My great-grandparents lived in Little Suamico. Driving back from Milwaukee yesterday it struck me how close I ended up settling to them. My memories of my great-grandfather are sketchy. But I remember this. And how he died. Too disjointed?

Fork in the River

My great-grandpa Bazi comes in from the pump
with his large hands and whiskered mole.
He ducks beneath the door, a clapboard man
in a clapboard house. He bends down to kiss
my great-grandmother on the top of her head,
frying eggs and hash browns on the farmhouse stove.
Sizzle and sun join up together to make the kitchen yellow.
What is that on my head. I touch my hatless crown.
I see out the window my boy cousin racing for the river
with a fishing pole. Great-grandpa spits towards a spittoon.
Is it a beaver? A rug? I appeal to my mother,
helping great-grandmother lay out the breakfast dishes.
Answer, she motions. I wished I was catching bullheads.
The spittoon gleams. No, not a beaver or a rug.
A skunk? I'm affronted at the skunk question.
It must show on my face. Great-grandpa slaps his bony knees.
Just hair, says my aunt. He wants you to say just hair.

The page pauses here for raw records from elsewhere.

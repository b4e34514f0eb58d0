pub mod checkout;
pub mod init;
pub mod pattern;
pub mod snapshot;
pub mod status;

pub use checkout::*;
pub use init::*;
pub use pattern::*;
pub use snapshot::*;
pub use status::*;

use crate::config::BlobmanConfig;
use crate::core::{ReconciliationService, Workspace};
use crate::error::Result;
use crate::system::{GitCli, ResticCli};

/// The reconciliation service wired to the real git and restic clients.
pub type CliService = ReconciliationService<GitCli, ResticCli>;

/// Load config, lock and credentials, failing with `ConfigMissing` when the
/// repository was never initialized.
pub fn open_service(workspace: &Workspace) -> Result<(BlobmanConfig, CliService)> {
    let config = workspace.load_config()?;
    let credentials = workspace.credentials(&config)?;
    let root = workspace.root();
    let service = ReconciliationService::open(
        workspace.clone(),
        &config,
        GitCli::new(root),
        ResticCli::new(root, credentials),
    )?;
    Ok((config, service))
}
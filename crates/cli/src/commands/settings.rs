use anyhow::{Context, Result};
use archive_commands_core::cache::LoadStatus;
use tracing::info;

use super::session::{Session, settings_provider};
use crate::cli::GlobalArgs;

pub async fn settings_command(global: &GlobalArgs, watch: bool) -> Result<()> {
    let no_paths: [&str; 0] = [];
    let mut session = Session::interactive(global, &no_paths)?;
    session.follow(settings_provider(global, None));

    let snapshot = session.cache.settled().await;
    let source = match &global.settings {
        Some(path) => path.display().to_string(),
        None => "defaults".to_string(),
    };
    if snapshot.status == LoadStatus::Failed {
        println!("⚠️  Could not load {source}, using defaults");
    }
    println!("⚙️  Settings ({source}):");
    println!("   extractToNamedFolder = {}", snapshot.config.extract_to_named_folder);

    if !watch {
        return Ok(());
    }

    session.cache.on_change(|config| {
        println!("   extractToNamedFolder = {}", config.extract_to_named_folder);
    });
    info!("Watching for settings changes, press Ctrl-C to stop");
    tokio::signal::ctrl_c()
        .await
        .context("Failed to listen for Ctrl-C")?;
    Ok(())
}
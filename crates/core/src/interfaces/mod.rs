//! Collaborator interfaces
//!
//! The archive commands only orchestrate; the file listing, the settings
//! store, the name prompt and the network are supplied by the host through
//! these traits.

pub mod file_browser;
pub mod input_prompt;
pub mod settings_provider;
pub mod transport;

pub use file_browser::FileBrowser;
pub use input_prompt::{InputPrompt, PromptResponse};
pub use settings_provider::{SettingsProvider, SettingsStream};
pub use transport::{Method, RawResponse, RequestInit, Transport};
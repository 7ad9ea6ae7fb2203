pub mod create;
pub mod extract;
pub mod list;
pub mod session;
pub mod settings;
pub mod status;

pub use create::create_command;
pub use extract::extract_command;
pub use list::list_command;
pub use session::Session;
pub use settings::settings_command;
pub use status::status_command;
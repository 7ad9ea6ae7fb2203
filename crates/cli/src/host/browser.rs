use archive_commands_core::{Result, Selection, interfaces::FileBrowser};
use async_trait::async_trait;
use std::io;
use std::path::{Path, PathBuf};
use tracing::debug;
use walkdir::WalkDir;

/// Selection given on the command line; refreshing re-lists the directory
/// the selection lives in
pub struct DirectoryBrowser {
    root: PathBuf,
    selection: Selection,
}

impl DirectoryBrowser {
    pub fn new(root: impl Into<PathBuf>, selection: Selection) -> Self {
        Self {
            root: root.into(),
            selection,
        }
    }

    /// Directory holding the first selected entry
    pub fn listing_dir(&self) -> PathBuf {
        let parent = self
            .selection
            .iter()
            .next()
            .and_then(|entry| Path::new(&entry.path).parent())
            .unwrap_or_else(|| Path::new(""));
        self.root.join(parent)
    }

    /// Names in the listing directory, directories first, each group sorted
    pub fn list(&self) -> io::Result<Vec<String>> {
        let mut dirs = Vec::new();
        let mut files = Vec::new();
        for entry in WalkDir::new(self.listing_dir()).min_depth(1).max_depth(1) {
            let entry = entry.map_err(io::Error::from)?;
            let name = entry.file_name().to_string_lossy().into_owned();
            if entry.file_type().is_dir() {
                dirs.push(format!("{name}/"));
            } else {
                files.push(name);
            }
        }
        dirs.sort();
        files.sort();
        dirs.extend(files);
        Ok(dirs)
    }
}

#[async_trait]
impl FileBrowser for DirectoryBrowser {
    fn current_selection(&self) -> Selection {
        self.selection.clone()
    }

    async fn refresh_listing(&self) -> Result<()> {
        let dir = self.listing_dir();
        debug!("Refreshing listing of {}", dir.display());
        let names = self.list()?;

        println!("\n📂 {}", dir.display());
        for name in names {
            println!("   {name}");
        }
        Ok(())
    }
}
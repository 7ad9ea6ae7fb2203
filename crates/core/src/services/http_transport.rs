//! HTTP transport backed by reqwest

use crate::{
    error::TransportError,
    interfaces::{Method, RawResponse, RequestInit, Transport},
};
use async_trait::async_trait;
use tracing::debug;

const USER_AGENT: &str = concat!("archive-commands/", env!("CARGO_PKG_VERSION"));

/// Sends requests with a shared `reqwest::Client`.
///
/// No timeout is configured here; pass a client built with one through
/// [`HttpTransport::with_client`] when the host wants it.
#[derive(Clone)]
pub struct HttpTransport {
    client: reqwest::Client,
}

impl Default for HttpTransport {
    fn default() -> Self {
        let client = reqwest::Client::builder()
            .user_agent(USER_AGENT)
            .build()
            .unwrap_or_else(|_| reqwest::Client::new());
        Self { client }
    }
}

impl HttpTransport {
    pub fn new() -> Self {
        Self::default()
    }

    pub fn with_client(client: reqwest::Client) -> Self {
        Self { client }
    }
}

#[async_trait]
impl Transport for HttpTransport {
    async fn request(&self, url: &str, init: RequestInit) -> Result<RawResponse, TransportError> {
        let method = match init.method {
            Method::Post => reqwest::Method::POST,
        };

        let mut request = self.client.request(method, url);
        for (name, value) in &init.headers {
            request = request.header(name.as_str(), value.as_str());
        }
        if let Some(body) = init.body {
            request = request.body(body);
        }

        let response = request.send().await.map_err(TransportError::from_source)?;
        let status = response.status().as_u16();
        let body = response.text().await.map_err(TransportError::from_source)?;
        debug!("{} -> HTTP {} ({} bytes)", url, status, body.len());

        Ok(RawResponse { status, body })
    }
}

Just hair, echoes great-grandpa, laughing some more,
laughing like the wind in the trees, laughing like the river
named by the Menominee for tail of a beaver.
It's his favorite joke, his bald head speckled
like the egg of a barn swallow, forked tail
like the fork in the river where my great-grandpa
lives and eventually dies, staggering for the river's rocky bed
instead of the hospital's, to become my first funeral card.